Above all, don’t forget the safety features. Most modern cars come standard with ABS braking and air bags.
(ABS? It stands for anti-lock braking system, so when you stand on the brakes to avoid a pedestrian, your wheels won’t lock and send you into a skid.
It’s essential in a safe family car.)
That new-car smell
You also need to ask yourself an important question: ‘pre-owned or new’? It’s tempting to buy a car ‘out the box’, but the moment you drive it off the showroom floor you can say goodbye to at least 20 percent of its value. Is a shiny new car worth that much to you? ‘Remember that new cars often come with factory warranties valid for three or five years and/or a set number of kilometres,’ says Brad Philips, a Durban-based dealer. ‘This means that if there’s a major manufacturing defect the repairs will be covered, and your annual services are normally included for the period of the warranty too.’
That peace of mind can be tempting, but don’t forget that many pre-owned cars still fall under their factory warranties. For example, if you buy a three-year-old pre-owned car, you might still enjoy the last two years of a five-year warranty. And buying pre-owned generally means you can get more for your money.
‘Look at the sums, and you might be able to buy a better-equipped, more powerful version of the model you want by opting for a used model,’ suggests British car-buying guide What Car? ‘You might even be able to upgrade a whole class thanks to big second-hand savings.’ If you’re going to buy a pre-owned vehicle, you’ll need to decide if you want to purchase it from a dealer or from a private seller. Private sales are often more affordable, but you’ll need to navigate the minefield of roadworthy testing, licensing and registration. And, if something goes awry with the vehicle, you have less recourse than if you’d bought it through a dealer. Auctions are also an option if you have nerves of steel and a nose for a good deal.
Show me the money
Also give a thought to how you’ll be paying for your shiny new wheels. Saving up and paying cash is the best way forward, but not everyone can manage this. Otherwise, chat to your bank about financing options. Many dealers can assist here too. Remember though that interest can add a hefty chunk to the eventual cost of the car, and ensure you understand any residual payments or deferred instalments.
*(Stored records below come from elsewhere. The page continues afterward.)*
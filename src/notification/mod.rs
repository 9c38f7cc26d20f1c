//! 领域事件通知
//!
//! ```text
//! HealthMonitor / ReplicationMonitor / FailoverOrchestrator / MetricsAggregator
//!         ↓
//!      HaEvent
//!         ↓
//!  EventBus (订阅者表)
//!         ↓
//! Dashboard / Alerting (外部)
//! ```

pub mod bus;
pub mod event;

pub use bus::{BusStats, EventBus};
pub use event::HaEvent;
If you can’t pay cash, but you own your home, drawing from your access bond is also a good way to borrow money, and you’ll pay a lower interest rate than on standard car financing.
Nuts and bolts
Once you know what you want, you can start looking. Trawling your local car dealerships can be effective, but don’t forget the internet. A number of extremely powerful websites let you browse cars for sale in your home town and across the country. Found the right car? Now it’s time to put on your bargaining hat. Remember that the ball is in your court, and although it may seem like the smooth-talking seller is in control, the power to purchase – or walk away – is yours.
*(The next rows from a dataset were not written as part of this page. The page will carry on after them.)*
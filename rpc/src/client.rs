//! Caller side of the RPC layer.
//!
//! The client publishes requests onto the bus, remembers each pending call in
//! the [`RequestMatcher`], and runs a background listener that routes every
//! inbound reply back to the right callback. A watchdog bounds the lifetime
//! of every outstanding call.

use crate::error::RpcError;
use crate::matcher::{oneshot_callback, RequestMatcher, ResponseCallback};
use devicemesh_core::{MessageBus, MessageStream, Request, Response, PING_KIND};
use futures::StreamExt;
use std::sync::Arc;
use std::time::Duration;
use tokio::sync::watch;

/// Configuration for an [`RpcClient`].
#[derive(Clone, Debug)]
pub struct RpcClientConfig {
    /// Topic requests are published to.
    pub request_topic: String,

    /// Topic this client's reply listener consumes; stamped into every
    /// outgoing request as `reply_to`.
    pub reply_topic: String,

    /// How long a call may stay pending before the watchdog expires it.
    pub call_timeout: Duration,

    /// How long to wait for each start-up ping reply.
    pub ping_timeout: Duration,

    /// How many pings to attempt before giving up on the server.
    /// Zero disables the handshake entirely.
    pub ping_attempts: u32,
}

impl RpcClientConfig {
    /// Configuration with the default timeouts.
    #[must_use]
    pub fn new(request_topic: impl Into<String>, reply_topic: impl Into<String>) -> Self {
        Self {
            request_topic: request_topic.into(),
            reply_topic: reply_topic.into(),
            call_timeout: Duration::from_secs(10),
            ping_timeout: Duration::from_secs(3),
            ping_attempts: 10,
        }
    }

    /// Override the pending-call timeout.
    #[must_use]
    pub const fn with_call_timeout(mut self, timeout: Duration) -> Self {
        self.call_timeout = timeout;
        self
    }

    /// Override the handshake attempt count. Zero disables the handshake.
    #[must_use]
    pub const fn with_ping_attempts(mut self, attempts: u32) -> Self {
        self.ping_attempts = attempts;
        self
    }

    /// Override the per-attempt handshake timeout.
    #[must_use]
    pub const fn with_ping_timeout(mut self, timeout: Duration) -> Self {
        self.ping_timeout = timeout;
        self
    }
}

/// Client end of the request/response exchange.
///
/// `call` never blocks the caller beyond the publish itself: replies arrive
/// on a background task and are delivered through the registered callback.
pub struct RpcClient {
    bus: Arc<dyn MessageBus>,
    matcher: Arc<RequestMatcher>,
    config: RpcClientConfig,
    shutdown: watch::Sender<bool>,
}

impl RpcClient {
    /// Create a client over the given bus. Call [`RpcClient::start`] before
    /// issuing requests.
    #[must_use]
    pub fn new(bus: Arc<dyn MessageBus>, config: RpcClientConfig) -> Self {
        let (shutdown, _) = watch::channel(false);
        Self {
            bus,
            matcher: Arc::new(RequestMatcher::new()),
            config,
            shutdown,
        }
    }

    /// Start the reply listener and ping the server until it answers.
    ///
    /// # Errors
    ///
    /// Returns [`RpcError::Bus`] if the reply-topic subscription fails, or
    /// [`RpcError::ServerUnreachable`] if no ping is answered within the
    /// configured attempts.
    pub async fn start(&self) -> Result<(), RpcError> {
        let stream = self
            .bus
            .subscribe(&[self.config.reply_topic.as_str()])
            .await?;

        let matcher = Arc::clone(&self.matcher);
        let shutdown = self.shutdown.subscribe();
        tokio::spawn(listen(stream, matcher, shutdown));

        tracing::info!(
            request_topic = %self.config.request_topic,
            reply_topic = %self.config.reply_topic,
            "rpc client listener started"
        );

        self.ping().await
    }

    /// Issue a request and register `callback` for its replies.
    ///
    /// Returns as soon as the request is handed to the bus. The callback is
    /// invoked from a background task: once for a single-reply call, or
    /// repeatedly until a `last = true` part for a streaming call. If no
    /// terminal reply arrives within `call_timeout`, the callback receives a
    /// synthetic timeout failure instead, exactly once.
    ///
    /// # Errors
    ///
    /// Returns [`RpcError::DuplicateCorrelationId`] on id reuse and
    /// [`RpcError::Bus`] if the publish fails; in both cases the callback
    /// will never be invoked.
    pub async fn call(&self, request: Request, callback: ResponseCallback) -> Result<(), RpcError> {
        self.matcher
            .register(&request.correlation_id, callback, request.single_reply)?;
        tracing::debug!(
            correlation_id = %request.correlation_id,
            kind = %request.kind,
            "request callback registered"
        );

        let correlation_id = request.correlation_id.clone();
        if let Err(e) = self.publish(request).await {
            // The reply can never arrive; drop the slot without a callback.
            self.matcher.cancel(&correlation_id);
            return Err(e);
        }

        let matcher = Arc::clone(&self.matcher);
        let timeout = self.config.call_timeout;
        tokio::spawn(async move {
            tokio::time::sleep(timeout).await;
            if matcher.expire(&correlation_id) {
                tracing::warn!(correlation_id = %correlation_id, "pending call expired");
            }
        });
        Ok(())
    }

    /// Publish a request without registering any callback.
    ///
    /// Replies, if the server produces them, are dropped as orphans by the
    /// listener.
    ///
    /// # Errors
    ///
    /// Returns [`RpcError::Bus`] if the publish fails.
    pub async fn push(&self, request: Request) -> Result<(), RpcError> {
        self.publish(request).await
    }

    /// Cancel a pending call without invoking its callback.
    ///
    /// Distinct from a timeout, which does invoke the callback with a failure.
    /// Returns whether the call was still pending.
    #[must_use]
    pub fn cancel(&self, correlation_id: &str) -> bool {
        self.matcher.cancel(correlation_id)
    }

    /// Number of calls currently awaiting replies.
    #[must_use]
    pub fn pending_calls(&self) -> usize {
        self.matcher.len()
    }

    /// Stop the reply listener. Pending calls are left to their watchdogs.
    pub fn shutdown(&self) {
        self.shutdown.send(true).ok();
    }

    async fn publish(&self, request: Request) -> Result<(), RpcError> {
        let request = Request {
            reply_to: Some(self.config.reply_topic.clone()),
            ..request
        };
        let payload = request.to_bytes()?;
        self.bus
            .publish(
                &self.config.request_topic,
                request.partition_key.as_deref(),
                payload,
            )
            .await?;
        tracing::debug!(
            correlation_id = %request.correlation_id,
            topic = %self.config.request_topic,
            "request published"
        );
        Ok(())
    }

    /// Handshake: ping until the server replies or attempts run out.
    async fn ping(&self) -> Result<(), RpcError> {
        if self.config.ping_attempts == 0 {
            tracing::debug!("handshake disabled");
            return Ok(());
        }
        for attempt in 1..=self.config.ping_attempts {
            tracing::info!(attempt, "pinging rpc server");

            let (callback, rx) = oneshot_callback();
            let request = Request::builder(PING_KIND).build();
            let correlation_id = request.correlation_id.clone();
            self.call(request, callback).await?;

            match tokio::time::timeout(self.config.ping_timeout, rx).await {
                Ok(Ok(response)) if !response.failed => {
                    tracing::info!("rpc server reachable");
                    return Ok(());
                }
                Ok(Ok(_)) | Ok(Err(_)) => {
                    tracing::warn!(attempt, "rpc server answered ping with a failure");
                }
                Err(_) => {
                    tracing::warn!(attempt, "rpc server did not answer ping");
                }
            }
            // Late ping replies become orphans.
            self.matcher.cancel(&correlation_id);
        }
        Err(RpcError::ServerUnreachable(self.config.ping_attempts))
    }
}

/// Reply-listener loop: route every inbound response through the matcher.
async fn listen(
    mut stream: MessageStream,
    matcher: Arc<RequestMatcher>,
    mut shutdown: watch::Receiver<bool>,
) {
    loop {
        tokio::select! {
            message = stream.next() => {
                match message {
                    Some(Ok(message)) => match Response::from_bytes(&message.payload) {
                        Ok(response) => {
                            let correlation_id = response.correlation_id.clone();
                            if matcher.complete(response) {
                                tracing::debug!(correlation_id = %correlation_id, "reply delivered");
                            } else {
                                // Normal after expiry or cancellation.
                                tracing::debug!(correlation_id = %correlation_id, "orphan reply dropped");
                            }
                        }
                        Err(e) => {
                            tracing::warn!(error = %e, "undecodable reply skipped");
                        }
                    },
                    Some(Err(e)) => {
                        tracing::error!(error = %e, "reply stream error");
                    }
                    None => {
                        tracing::debug!("reply stream closed, listener exiting");
                        break;
                    }
                }
            }
            changed = shutdown.changed() => {
                // A dropped sender counts as shutdown too.
                if changed.is_err() || *shutdown.borrow() {
                    tracing::debug!("shutdown signalled, listener exiting");
                    break;
                }
            }
        }
    }
}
Don’t be afraid to bargain down the price.
‘It’s always a good idea to negotiate for an “on-the-road” price,’ suggests Philips.
‘That will include the extra costs, such as licensing, roadworthy, fuel and administration. If the vehicle doesn’t have a full service history, you can also bargain for the dealer to include an AA check so you know the car is mechanically sound.’
Although insurance isn’t compulsory in South Africa, responsible drivers should have a policy to cover their own vehicle and third-party damage, in the event of an accident. And if your newly licensed son or daughter is likely to drive the car on a regular basis, check whether your insurer requires their name to be listed on the policy. Remember that drivers under the age of 25 pay higher insurance premiums though, so shop around for the best deal. You could also consider fitting a ‘behaviour monitoring’ device, as some insurers offer hefty discounts if they can watch how the vehicle is operated. Drive responsibly and you’ll pay less!
Sound like a lot of trouble? Maybe, but it’s worth ticking all the boxes to ensure a safe ride for you and your family.